• TASK TO COMPLETE: What follows is a set of records. Repeat every one of them exactly.

• Items from a dataset:
#####

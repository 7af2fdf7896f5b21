use async_trait::async_trait;
use fa2_micheline_utils::Micheline;
use log::debug;

use crate::common::{error::ChainClientError, transaction::OperationResponse};

use super::{
    account::Account,
    fees::{compute_fee, estimate_limits, FEE_SIZE_PADDING_BYTES, SIGNATURE_SIZE},
    key_store::restore_identity_from_secret_key,
    operations::{
        ContractParameters, OperationContent, Parameters, ProtocolConstants, Script,
        UnsignedOperation,
    },
    rpc_client::NodeRpcClient,
    signing_client::SoftSigner,
    HEAD_BRANCH_OFFSET,
};

/// base client trait with default implementations for tezos manager operations.
///
/// every submission goes through the same steps: reveal if needed, simulate to
/// estimate limits, compute fees, forge, sign, preapply and inject.
#[async_trait]
pub trait TezosBaseClient: NodeRpcClient {
    fn branch_offset(&self) -> u32 {
        HEAD_BRANCH_OFFSET
    }

    /// restores the key pair and fetches the next usable counter
    async fn init_account(&self, secret_key: &str) -> Result<Account, ChainClientError> {
        let key_store = restore_identity_from_secret_key(secret_key)?;
        let signer = SoftSigner::create_signer(&key_store.secret_key)?;

        let address = key_store.public_key_hash.clone();
        let counter = self.get_counter_for_account(&address).await? + 1;
        let revealed = self.is_manager_key_revealed(&address).await?;

        debug!("account {address}: next counter {counter}, revealed {revealed}");

        Ok(Account::new(key_store, signer, counter, revealed))
    }

    async fn send_contract_origination_operation(
        &self,
        account: &mut Account,
        amount: u64,
        code: Micheline,
        storage: Micheline,
    ) -> Result<OperationResponse, ChainClientError> {
        let content = OperationContent::origination(
            account.address(),
            account.counter,
            amount,
            Script { code, storage },
        );

        self.send_operation(account, content).await
    }

    async fn send_contract_invocation_operation(
        &self,
        account: &mut Account,
        contract: &str,
        amount: u64,
        entrypoint: &str,
        parameters: ContractParameters,
    ) -> Result<OperationResponse, ChainClientError> {
        let parameters = Parameters {
            entrypoint: entrypoint.to_string(),
            value: parameters.into_micheline()?,
        };

        let content = OperationContent::transaction(
            account.address(),
            account.counter,
            amount,
            contract,
            Some(parameters),
        );

        self.send_operation(account, content).await
    }

    async fn send_operation(
        &self,
        account: &mut Account,
        content: OperationContent,
    ) -> Result<OperationResponse, ChainClientError> {
        let branch = self.get_branch(self.branch_offset()).await?;

        let mut operation = UnsignedOperation {
            branch,
            contents: group_contents(account, content),
        };

        let forged = self.prepare_operation(&mut operation).await?;
        let signed = account.signer.sign_operation(&hex::decode(&forged)?);

        let protocol = self.get_next_protocol().await?;
        let preapplied = self
            .preapply_operation(&protocol, &operation, &signed.signature)
            .await?;

        for result in preapplied.iter().flat_map(|r| &r.contents) {
            result.ensure_applied()?;
        }

        let operation_group_id = self.inject_operation(&signed.signed_bytes).await?;
        debug!("expected operation hash {}", signed.operation_hash);

        account.advance(operation.contents.len() as u64);

        Ok(OperationResponse { operation_group_id })
    }

    /// simulates the operation, replaces hard limits and zero fees with
    /// estimated values, and returns the forged bytes of the final operation
    async fn prepare_operation(
        &self,
        operation: &mut UnsignedOperation,
    ) -> Result<String, ChainClientError> {
        let constants = self.get_constants().await?;
        apply_simulation_limits(&mut operation.contents, &constants);

        let chain_id = self.get_chain_id().await?;
        let simulation = self.run_operation(operation, &chain_id).await?;

        if simulation.contents.len() != operation.contents.len() {
            return Err(ChainClientError::QueryError(format!(
                "simulation returned {} results for {} contents",
                simulation.contents.len(),
                operation.contents.len()
            )));
        }

        for (content, result) in operation.contents.iter_mut().zip(&simulation.contents) {
            let estimate = estimate_limits(result)?;
            let manager = content.manager_mut();
            manager.gas_limit = estimate.gas_limit;
            manager.storage_limit = estimate.storage_limit;
        }

        let unpriced = self.forge_operation(operation).await?;
        let size = (unpriced.len() / 2) as u64 + SIGNATURE_SIZE;
        let size_share = size.div_ceil(operation.contents.len() as u64) + FEE_SIZE_PADDING_BYTES;

        for content in operation.contents.iter_mut() {
            let kind = content.kind();
            let manager = content.manager_mut();
            manager.fee = compute_fee(manager.gas_limit, size_share);

            debug!(
                "{kind}: fee {} mutez, gas limit {}, storage limit {}",
                manager.fee, manager.gas_limit, manager.storage_limit
            );
        }

        self.forge_operation(operation).await
    }
}

/// contents of the operation group for `content`, preceded by a reveal when
/// the account has not published its key, numbered from the account counter
pub fn group_contents(account: &Account, content: OperationContent) -> Vec<OperationContent> {
    let mut contents = vec![];

    if !account.revealed {
        contents.push(OperationContent::reveal(
            account.address(),
            &account.key_store.public_key,
            account.counter,
        ));
    }
    contents.push(content);

    for (i, content) in contents.iter_mut().enumerate() {
        content.manager_mut().counter = account.counter + i as u64;
    }

    contents
}

/// sets the limits every content is simulated with, splitting the block gas
/// limit between the contents of the group
pub fn apply_simulation_limits(
    contents: &mut [OperationContent],
    constants: &ProtocolConstants,
) {
    let gas_limit = constants.simulation_gas_limit(contents.len());

    for content in contents.iter_mut() {
        let manager = content.manager_mut();
        manager.gas_limit = gas_limit;
        manager.storage_limit = constants.hard_storage_limit_per_operation;
    }
}
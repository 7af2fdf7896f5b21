use thiserror::Error;

#[derive(Error, Debug)]
pub enum MichelineError {
    #[error("invalid micheline json: {0}")]
    Json(#[from] serde_json::Error),

    #[error("invalid bytes literal: {0}")]
    InvalidBytes(#[from] hex::FromHexError),

    #[error("unexpected character '{character}' at offset {offset}")]
    UnexpectedCharacter { character: char, offset: usize },

    #[error("unterminated string literal starting at offset {0}")]
    UnterminatedString(usize),

    #[error("invalid escape sequence '\\{character}' at offset {offset}")]
    InvalidEscape { character: char, offset: usize },

    #[error("unexpected token at offset {offset}: {found}")]
    UnexpectedToken { offset: usize, found: String },

    #[error("unexpected end of input")]
    UnexpectedEnd,
}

#####

• YOUR SOLUTION:
repository 7af2fdf7896f5b21
use async_trait::async_trait;
use fa2_micheline_utils::Micheline;
use log::debug;

use crate::common::{error::ChainClientError, transaction::OperationResponse};

use super::{
    account::Account,
    fees::{compute_fee, estimate_limits, FEE_SIZE_PADDING_BYTES, SIGNATURE_SIZE},
    key_store::restore_identity_from_secret_key,
    operations::{
        ContractParameters, OperationContent, Parameters, ProtocolConstants, Script,
        UnsignedOperation,
    },
    rpc_client::NodeRpcClient,
    signing_client::SoftSigner,
    HEAD_BRANCH_OFFSET,
};

/// base client trait with default implementations for tezos manager operations.
///
/// every submission goes through the same steps: reveal if needed, simulate to
/// estimate limits, compute fees, forge, sign, preapply and inject.
#[async_trait]
pub trait TezosBaseClient: NodeRpcClient {
    fn branch_offset(&self) -> u32 {
        HEAD_BRANCH_OFFSET
    }

    /// restores the key pair and fetches the next usable counter
    async fn init_account(&self, secret_key: &str) -> Result<Account, ChainClientError> {
        let key_store = restore_identity_from_secret_key(secret_key)?;
        let signer = SoftSigner::create_signer(&key_store.secret_key)?;

        let address = key_store.public_key_hash.clone();
        let counter = self.get_counter_for_account(&address).await? + 1;
        let revealed = self.is_manager_key_revealed(&address).await?;

        debug!("account {address}: next counter {counter}, revealed {revealed}");

        Ok(Account::new(key_store, signer, counter, revealed))
    }

    async fn send_contract_origination_operation(
        &self,
        account: &mut Account,
        amount: u64,
        code: Micheline,
        storage: Micheline,
    ) -> Result<OperationResponse, ChainClientError> {
        let content = OperationContent::origination(
            account.address(),
            account.counter,
            amount,
            Script { code, storage },
        );

        self.send_operation(account, content).await
    }

    async fn send_contract_invocation_operation(
        &self,
        account: &mut Account,
        contract: &str,
        amount: u64,
        entrypoint: &str,
        parameters: ContractParameters,
    ) -> Result<OperationResponse, ChainClientError> {
        let parameters = Parameters {
            entrypoint: entrypoint.to_string(),
            value: parameters.into_micheline()?,
        };

        let content = OperationContent::transaction(
            account.address(),
            account.counter,
            amount,
            contract,
            Some(parameters),
        );

        self.send_operation(account, content).await
    }

    async fn send_operation(
        &self,
        account: &mut Account,
        content: OperationContent,
    ) -> Result<OperationResponse, ChainClientError> {
        let branch = self.get_branch(self.branch_offset()).await?;

        let mut operation = UnsignedOperation {
            branch,
            contents: group_contents(account, content),
        };

        let forged = self.prepare_operation(&mut operation).await?;
        let signed = account.signer.sign_operation(&hex::decode(&forged)?);

        let protocol = self.get_next_protocol().await?;
        let preapplied = self
            .preapply_operation(&protocol, &operation, &signed.signature)
            .await?;

        for result in preapplied.iter().flat_map(|r| &r.contents) {
            result.ensure_applied()?;
        }

        let operation_group_id = self.inject_operation(&signed.signed_bytes).await?;
        debug!("expected operation hash {}", signed.operation_hash);

        account.advance(operation.contents.len() as u64);

        Ok(OperationResponse { operation_group_id })
    }

    /// simulates the operation, replaces hard limits and zero fees with
    /// estimated values, and returns the forged bytes of the final operation
    async fn prepare_operation(
        &self,
        operation: &mut UnsignedOperation,
    ) -> Result<String, ChainClientError> {
        let constants = self.get_constants().await?;
        apply_simulation_limits(&mut operation.contents, &constants);

        let chain_id = self.get_chain_id().await?;
        let simulation = self.run_operation(operation, &chain_id).await?;

        if simulation.contents.len() != operation.contents.len() {
            return Err(ChainClientError::QueryError(format!(
                "simulation returned {} results for {} contents",
                simulation.contents.len(),
                operation.contents.len()
            )));
        }

        for (content, result) in operation.contents.iter_mut().zip(&simulation.contents) {
            let estimate = estimate_limits(result)?;
            let manager = content.manager_mut();
            manager.gas_limit = estimate.gas_limit;
            manager.storage_limit = estimate.storage_limit;
        }

        let unpriced = self.forge_operation(operation).await?;
        let size = (unpriced.len() / 2) as u64 + SIGNATURE_SIZE;
        let size_share = size.div_ceil(operation.contents.len() as u64) + FEE_SIZE_PADDING_BYTES;

        for content in operation.contents.iter_mut() {
            let kind = content.kind();
            let manager = content.manager_mut();
            manager.fee = compute_fee(manager.gas_limit, size_share);

            debug!(
                "{kind}: fee {} mutez, gas limit {}, storage limit {}",
                manager.fee, manager.gas_limit, manager.storage_limit
            );
        }

        self.forge_operation(operation).await
    }
}

/// contents of the operation group for `content`, preceded by a reveal when
/// the account has not published its key, numbered from the account counter
pub fn group_contents(account: &Account, content: OperationContent) -> Vec<OperationContent> {
    let mut contents = vec![];

    if !account.revealed {
        contents.push(OperationContent::reveal(
            account.address(),
            &account.key_store.public_key,
            account.counter,
        ));
    }
    contents.push(content);

    for (i, content) in contents.iter_mut().enumerate() {
        content.manager_mut().counter = account.counter + i as u64;
    }

    contents
}

/// sets the limits every content is simulated with, splitting the block gas
/// limit between the contents of the group
pub fn apply_simulation_limits(
    contents: &mut [OperationContent],
    constants: &ProtocolConstants,
) {
    let gas_limit = constants.simulation_gas_limit(contents.len());

    for content in contents.iter_mut() {
        let manager = content.manager_mut();
        manager.gas_limit = gas_limit;
        manager.storage_limit = constants.hard_storage_limit_per_operation;
    }
}
repository 7af2fdf7896f5b21
use thiserror::Error;

#[derive(Error, Debug)]
pub enum MichelineError {
    #[error("invalid micheline json: {0}")]
    Json(#[from] serde_json::Error),

    #[error("invalid bytes literal: {0}")]
    InvalidBytes(#[from] hex::FromHexError),

    #[error("unexpected character '{character}' at offset {offset}")]
    UnexpectedCharacter { character: char, offset: usize },

    #[error("unterminated string literal starting at offset {0}")]
    UnterminatedString(usize),

    #[error("invalid escape sequence '\\{character}' at offset {offset}")]
    InvalidEscape { character: char, offset: usize },

    #[error("unexpected token at offset {offset}: {found}")]
    UnexpectedToken { offset: usize, found: String },

    #[error("unexpected end of input")]
    UnexpectedEnd,
}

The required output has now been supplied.